Facinating plants that look like landlocked coral especially when the goats have eaten them.

 

The prickly pear grows in particular abundance on Hydra. The Mediterranean climate suits them perfectly. Prickly pears typically grow with flat, rounded cladodes (also called platyclades) that are armed with two kinds of spines; large, smooth, fixed spines and small, hairlike prickles called glochids, that easily penetrate skin and detach from the plant. Many types of prickly pears grow into dense, tangled structures.

 

Opuntial - Prickly Pear grows very well on the Greek Mediterranean island of Hydra Opuntia - Prickly Pear

The fruit of prickly pears, commonly called cactus fruit or cactus fig, is edible, although it has to be peeled very carefully to remove the small spines on the outer skin before consumption. If not properly peeled, spines can be ingested, causing discomfort of the throat, lips, and tongue, as the small spines are easily lodged in the skin.

 

Cactus figs, the coloured protusions along the edges of the flat, green paddle like leaves, are often used to make candies, jelly, or drinks such as vodka or lemonade if you're brave enough to deal with the spines.

 

These plants grow in profusion all over the island and the wild goats adore eating them. 

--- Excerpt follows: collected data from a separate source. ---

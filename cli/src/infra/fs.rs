//! Filesystem infrastructure: implements `SourceFs` and shared path helpers.

use std::io::Write as _;
use std::path::{Path, PathBuf};

use anyhow::{Context, Result};

use crate::application::ports::SourceFs;
use crate::domain::DeployError;

/// Reads sources and writes generated files on the local filesystem.
pub struct LocalFs;

impl SourceFs for LocalFs {
    fn read_source(&self, path: &Path) -> Result<String> {
        match std::fs::read_to_string(path) {
            Ok(content) => Ok(content),
            Err(e) if e.kind() == std::io::ErrorKind::NotFound => {
                Err(DeployError::SourceNotFound(path.display().to_string()).into())
            }
            Err(e) => Err(e).with_context(|| format!("reading {}", path.display())),
        }
    }

    fn write_generated(&self, path: &Path, content: &str) -> Result<()> {
        write_atomic(path, content, false)
    }
}

/// Write beside the target and rename, so a crash never leaves half a file.
///
/// The temp file is created owner-only; shared files are widened to 0644
/// before the rename, private ones never are.
fn write_atomic(path: &Path, content: &str, private: bool) -> Result<()> {
    let dir = match path.parent() {
        Some(p) if !p.as_os_str().is_empty() => p.to_path_buf(),
        _ => PathBuf::from("."),
    };
    std::fs::create_dir_all(&dir)
        .with_context(|| format!("cannot create {}", dir.display()))?;

    let mut tmp = tempfile::NamedTempFile::new_in(&dir)
        .with_context(|| format!("cannot create temp file in {}", dir.display()))?;
    tmp.write_all(content.as_bytes())
        .with_context(|| format!("cannot write {}", path.display()))?;

    #[cfg(unix)]
    {
        use std::os::unix::fs::PermissionsExt;
        let mode = if private { 0o600 } else { 0o644 };
        tmp.as_file()
            .set_permissions(std::fs::Permissions::from_mode(mode))
            .with_context(|| format!("cannot set permissions on {}", path.display()))?;
    }
    #[cfg(not(unix))]
    let _ = private;

    tmp.persist(path)
        .with_context(|| format!("cannot write {}", path.display()))?;
    Ok(())
}

/// The user's home directory.
///
/// # Errors
///
/// Returns an error if the home directory cannot be determined.
pub fn home_dir() -> Result<PathBuf> {
    dirs::home_dir().ok_or_else(|| anyhow::anyhow!("cannot determine home directory"))
}

/// `~/.gradio-modal`, where config and credentials live.
///
/// # Errors
///
/// Returns an error if the home directory cannot be determined.
pub fn tool_dir() -> Result<PathBuf> {
    Ok(home_dir()?.join(".gradio-modal"))
}

/// Write `content` to `path` with owner-only permissions, creating parents.
///
/// The file is never readable by others, not even while being written.
///
/// # Errors
///
/// Returns an error if the directory or file cannot be written.
pub fn write_private(path: &Path, content: &str) -> Result<()> {
    write_atomic(path, content, true)
}
//! CLI argument parsing with clap derive

use std::process::ExitCode;

use anyhow::Result;
use clap::{Parser, Subcommand};

use crate::app::{AppContext, AppFlags, BehaviourFlags, OutputFlags};
use crate::commands;

/// Deploy Gradio apps to Modal
#[derive(Parser)]
#[command(
    name = "gradio-modal",
    version,
    propagate_version = true,
    subcommand_required = true,
    arg_required_else_help = true
)]
pub struct Cli {
    /// Output in JSON format
    #[arg(long, global = true)]
    pub json: bool,

    /// Suppress non-error output
    #[arg(short, long, global = true)]
    pub quiet: bool,

    /// Disable colored output
    #[arg(long, global = true, env = "NO_COLOR")]
    pub no_color: bool,

    /// Answer prompts with their defaults (also set by CI or GRADIO_MODAL_YES)
    #[arg(short, long, global = true)]
    pub yes: bool,

    /// Log debug diagnostics to stderr
    #[arg(short, long, global = true)]
    pub verbose: bool,

    #[command(subcommand)]
    pub command: Command,
}

#[derive(Subcommand)]
pub enum Command {
    /// Generate a Modal deployment file for a Gradio app and deploy it
    Deploy(commands::deploy::DeployArgs),

    /// Log in to Modal
    Auth(commands::auth::AuthArgs),

    /// Check the modal CLI, credentials and account
    SanityCheck,

    /// Stop a deployed app
    KillADeployment(commands::kill::KillArgs),

    /// Stream logs of a deployed app
    MilkLogs(commands::logs::LogsArgs),

    /// Show configuration, credentials and versions
    ConfigInfo(commands::config_info::ConfigInfoArgs),
}

impl Cli {
    /// Execute the CLI command.
    ///
    /// # Errors
    ///
    /// Returns an error if the command fails.
    pub async fn run(self) -> Result<ExitCode> {
        let Cli {
            json,
            quiet,
            no_color,
            yes,
            verbose: _,
            command,
        } = self;
        let app = AppContext::new(&AppFlags {
            output: OutputFlags {
                no_color,
                quiet,
                json,
            },
            behaviour: BehaviourFlags { yes },
        });

        match command {
            Command::Deploy(args) => commands::deploy::run(&app, args).await,
            Command::Auth(args) => commands::auth::run(&app, args).await,
            Command::SanityCheck => commands::sanity_check::run(&app).await,
            Command::KillADeployment(args) => commands::kill::run(&app, args).await,
            Command::MilkLogs(args) => commands::logs::run(&app, args).await,
            Command::ConfigInfo(args) => commands::config_info::run(&app, args).await,
        }
    }
}
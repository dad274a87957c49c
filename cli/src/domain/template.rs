//! Template configuration records and their validators.
//!
//! Pure functions only: no I/O, no async, no filesystem access.

use std::collections::BTreeMap;

use anyhow::Result;

use crate::domain::error::TemplateError;
use crate::domain::gpu::GpuSpec;
use crate::domain::mode::DeploymentMode;

// ── Constants ────────────────────────────────────────────────────────────────

/// Serving timeout applied unless the deployment opts out of expiration.
pub const DEFAULT_TIMEOUT_SECS: u64 = 60 * 60;

/// Longest function timeout Modal accepts (24 hours).
pub const MAX_TIMEOUT_SECS: u64 = 24 * 60 * 60;

/// Timeout for remote functions that do not set their own.
pub const DEFAULT_REMOTE_TIMEOUT_SECS: u64 = 300;

/// Mount path used when `--nfs NAME` omits one.
pub const DEFAULT_NFS_MOUNT: &str = "/data";

/// Names probed before falling back to the attribute scan.
pub const DEFAULT_ENTRY_POINTS: &[&str] = &["demo", "app", "interface"];

/// Fallback when the source file stem sanitizes to nothing.
pub const FALLBACK_APP_NAME: &str = "gradio-app";

const MAX_APP_NAME_LEN: usize = 64;

// ── Records ──────────────────────────────────────────────────────────────────

/// Container scaling knobs passed to `@app.function`.
#[derive(Debug, Clone, PartialEq, Eq)]
pub struct ContainerLimits {
    /// Containers kept warm at all times.
    pub min_containers: u32,
    /// Upper bound on containers. Gradio needs sticky sessions, so 1 by default.
    pub max_containers: Option<u32>,
    /// Seconds an idle container lingers before scaling down.
    pub scaledown_window_secs: u32,
    /// Concurrent requests served by one container.
    pub max_concurrent_inputs: u32,
}

impl ContainerLimits {
    /// Checks the bounds Modal enforces at deploy time.
    ///
    /// # Errors
    ///
    /// Returns an error if `max_containers` is zero or below `min_containers`.
    pub fn validate(&self) -> Result<()> {
        match self.max_containers {
            Some(0) => Err(TemplateError::InvalidContainerLimits(
                "max_containers must be at least 1".to_string(),
            )
            .into()),
            Some(max) if self.min_containers > max => {
                Err(TemplateError::InvalidContainerLimits(format!(
                    "min_containers ({}) exceeds max_containers ({max})",
                    self.min_containers
                ))
                .into())
            }
            _ => Ok(()),
        }
    }
}

impl Default for ContainerLimits {
    fn default() -> Self {
        Self {
            min_containers: 0,
            max_containers: Some(1),
            scaledown_window_secs: 300,
            max_concurrent_inputs: 100,
        }
    }
}

/// An extra `@app.function` wrapping one of the user's functions.
#[derive(Debug, Clone, PartialEq, Eq)]
pub struct RemoteFunctionConfig {
    /// Name of the function defined in the embedded source.
    pub name: String,
    pub gpu: Option<GpuSpec>,
    /// Containers kept warm for this function.
    pub keep_warm: u32,
    pub timeout_secs: u64,
    /// Five-field cron expression; runs the function on a schedule.
    pub schedule: Option<String>,
}

impl RemoteFunctionConfig {
    /// Build a remote function with default timeout and no GPU.
    ///
    /// # Errors
    ///
    /// Returns an error if `name` is not a valid Python identifier.
    pub fn new(name: &str) -> Result<Self> {
        validate_identifier(name)?;
        Ok(Self {
            name: name.to_string(),
            gpu: None,
            keep_warm: 0,
            timeout_secs: DEFAULT_REMOTE_TIMEOUT_SECS,
            schedule: None,
        })
    }

    /// Attach a cron schedule.
    ///
    /// # Errors
    ///
    /// Returns an error if the expression does not have five fields.
    pub fn with_schedule(mut self, cron: &str) -> Result<Self> {
        validate_cron(cron)?;
        self.schedule = Some(cron.split_whitespace().collect::<Vec<_>>().join(" "));
        Ok(self)
    }
}

/// A Modal network file system mounted into the serving container.
#[derive(Debug, Clone, PartialEq, Eq)]
pub struct NfsVolume {
    pub name: String,
    pub mount_path: String,
}

/// Everything the renderer needs to produce one deployment file.
///
/// Built once per generation call and only read afterwards.
#[derive(Debug, Clone, PartialEq, Eq)]
pub struct TemplateConfig {
    /// Modal app name.
    pub app_name: String,
    pub mode: DeploymentMode,
    /// Extra pip packages appended after the mode recipe.
    pub extra_packages: Vec<String>,
    /// Debian packages installed with `apt_install`.
    pub system_packages: Vec<String>,
    pub gpu: Option<GpuSpec>,
    /// Serving function timeout in seconds.
    pub timeout_secs: u64,
    pub limits: ContainerLimits,
    pub remote_functions: Vec<RemoteFunctionConfig>,
    pub env_vars: BTreeMap<String, String>,
    /// Names of Modal secrets injected into the container.
    pub secrets: Vec<String>,
    pub nfs: Option<NfsVolume>,
    /// Explicit symbol holding the Gradio interface.
    pub entry_point: Option<String>,
    /// File name of the embedded source, e.g. `app.py`.
    pub source_name: String,
    /// The user's source, embedded verbatim.
    pub source: String,
}

impl TemplateConfig {
    /// Config with the mode's defaults and no extras.
    #[must_use]
    pub fn new(app_name: &str, mode: DeploymentMode, source_name: &str, source: &str) -> Self {
        Self {
            app_name: app_name.to_string(),
            mode,
            extra_packages: Vec::new(),
            system_packages: Vec::new(),
            gpu: mode.default_gpu(),
            timeout_secs: DEFAULT_TIMEOUT_SECS,
            limits: ContainerLimits::default(),
            remote_functions: Vec::new(),
            env_vars: BTreeMap::new(),
            secrets: Vec::new(),
            nfs: None,
            entry_point: None,
            source_name: source_name.to_string(),
            source: source.to_string(),
        }
    }

    /// Mode recipe followed by extras, duplicates removed, order kept.
    #[must_use]
    pub fn pip_packages(&self) -> Vec<String> {
        let mut out: Vec<String> = Vec::new();
        let recipe = self.mode.pip_packages().into_iter().map(str::to_string);
        for pkg in recipe.chain(self.extra_packages.iter().cloned()) {
            let pkg = pkg.trim().to_string();
            if !pkg.is_empty() && !out.contains(&pkg) {
                out.push(pkg);
            }
        }
        out
    }

    /// Names probed at runtime before the attribute scan.
    #[must_use]
    pub fn entry_points(&self) -> Vec<String> {
        match &self.entry_point {
            Some(name) => vec![name.clone()],
            None => DEFAULT_ENTRY_POINTS.iter().map(|s| (*s).to_string()).collect(),
        }
    }
}

// ── Validators and parsers ───────────────────────────────────────────────────

/// Derive a Modal app name from a file stem.
///
/// Lowercases, maps anything outside `[a-z0-9-]` to `-`, collapses runs of
/// dashes and trims them from both ends.
#[must_use]
pub fn sanitize_app_name(stem: &str) -> String {
    let mut out = String::with_capacity(stem.len());
    for c in stem.chars().flat_map(char::to_lowercase) {
        let c = if c.is_ascii_alphanumeric() { c } else { '-' };
        if c == '-' && (out.is_empty() || out.ends_with('-')) {
            continue;
        }
        out.push(c);
    }
    out.truncate(MAX_APP_NAME_LEN);
    let trimmed = out.trim_end_matches('-');
    if trimmed.is_empty() {
        FALLBACK_APP_NAME.to_string()
    } else {
        trimmed.to_string()
    }
}

/// Validates a Python identifier (function or variable name).
///
/// # Errors
///
/// Returns an error if `name` is empty, starts with a digit, or contains
/// anything other than ASCII letters, digits and underscores.
pub fn validate_identifier(name: &str) -> Result<()> {
    let mut chars = name.chars();
    let valid = chars
        .next()
        .is_some_and(|c| c.is_ascii_alphabetic() || c == '_')
        && chars.all(|c| c.is_ascii_alphanumeric() || c == '_');
    if !valid {
        return Err(TemplateError::InvalidIdentifier(name.to_string()).into());
    }
    Ok(())
}

/// Parses `KEY=VALUE`. The value may be empty and may contain `=`.
///
/// # Errors
///
/// Returns an error if there is no `=` or the key is not an identifier.
pub fn parse_env_var(raw: &str) -> Result<(String, String)> {
    let invalid = || TemplateError::InvalidEnvVar(raw.to_string());
    let (key, value) = raw.split_once('=').ok_or_else(invalid)?;
    if validate_identifier(key).is_err() {
        return Err(invalid().into());
    }
    Ok((key.to_string(), value.to_string()))
}

/// Validates a Modal secret name.
///
/// # Errors
///
/// Returns an error if the name is empty or has characters Modal rejects.
pub fn validate_secret_name(name: &str) -> Result<()> {
    let valid = !name.is_empty()
        && name
            .chars()
            .all(|c| c.is_ascii_alphanumeric() || matches!(c, '-' | '_' | '.'));
    if !valid {
        return Err(TemplateError::InvalidSecret(name.to_string()).into());
    }
    Ok(())
}

/// Checks a cron expression has exactly five whitespace-separated fields.
///
/// # Errors
///
/// Returns an error for any other field count.
pub fn validate_cron(expr: &str) -> Result<()> {
    if expr.split_whitespace().count() != 5 {
        return Err(TemplateError::InvalidCron(expr.to_string()).into());
    }
    Ok(())
}

/// Parses `NAME` or `NAME:/mount/path`.
///
/// # Errors
///
/// Returns an error if the name is empty or the mount path is not absolute.
pub fn parse_nfs(raw: &str) -> Result<NfsVolume> {
    let invalid = || TemplateError::InvalidNfs(raw.to_string());
    let (name, mount) = match raw.split_once(':') {
        Some((n, m)) => (n, m),
        None => (raw, DEFAULT_NFS_MOUNT),
    };
    if validate_secret_name(name).is_err() || !mount.starts_with('/') {
        return Err(invalid().into());
    }
    Ok(NfsVolume {
        name: name.to_string(),
        mount_path: mount.to_string(),
    })
}

/// Validates a serving timeout in seconds.
///
/// # Errors
///
/// Returns an error if the value is zero or above Modal's 24h cap.
pub fn validate_timeout(secs: u64) -> Result<()> {
    if secs == 0 || secs > MAX_TIMEOUT_SECS {
        return Err(TemplateError::InvalidTimeout {
            value: secs,
            max: MAX_TIMEOUT_SECS,
        }
        .into());
    }
    Ok(())
}

/// Converts a minute count to a validated timeout in seconds.
///
/// # Errors
///
/// Returns an error if the result is zero or above Modal's 24h cap.
pub fn timeout_from_minutes(minutes: u64) -> Result<u64> {
    let secs = minutes.saturating_mul(60);
    validate_timeout(secs)?;
    Ok(secs)
}

/// Parses `NAME` or `NAME:GPU` as given to `--remote-function`.
///
/// # Errors
///
/// Returns an error if the name is not an identifier or the GPU is unknown.
pub fn parse_remote_function(raw: &str) -> Result<RemoteFunctionConfig> {
    let (name, gpu) = match raw.split_once(':') {
        Some((n, g)) => (n, Some(g)),
        None => (raw, None),
    };
    let mut function = RemoteFunctionConfig::new(name.trim())?;
    if let Some(gpu) = gpu {
        function.gpu = Some(gpu.parse()?);
    }
    Ok(function)
}

/// Attach `NAME=CRON` to the remote function called `NAME`.
///
/// # Errors
///
/// Returns an error if the assignment is malformed, the cron expression is
/// invalid, or no remote function has that name.
pub fn apply_schedule(functions: &mut [RemoteFunctionConfig], raw: &str) -> Result<()> {
    let (name, cron) = raw
        .split_once('=')
        .ok_or_else(|| TemplateError::InvalidCron(raw.to_string()))?;
    let name = name.trim();
    let index = functions
        .iter()
        .position(|f| f.name == name)
        .ok_or_else(|| TemplateError::UnknownRemoteFunction(name.to_string()))?;
    let scheduled = functions[index].clone().with_schedule(cron)?;
    functions[index] = scheduled;
    Ok(())
}

// ── Unit tests ───────────────────────────────────────────────────────────────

Prickly Pear Bush on Hydra Island Greece after it's been stripped by goats. A prickly pear bush after it's been stripped by goats.

 

The internal structure of the Prickly Pear plant is facinating and in areas where goats roam free, you can find plenty of evidence of dismantled plants that have almost been 'eaten' whole by the animals.

 

Instead of the mushy, wetness of a succulent plant or the woodiness of a tree, the internal stucture of a Prickly Pear bush is more like coral. Indeed when you look what is left after the plants have been stripped by the goats, the likeness to sea corals appear even more like landlocked relations!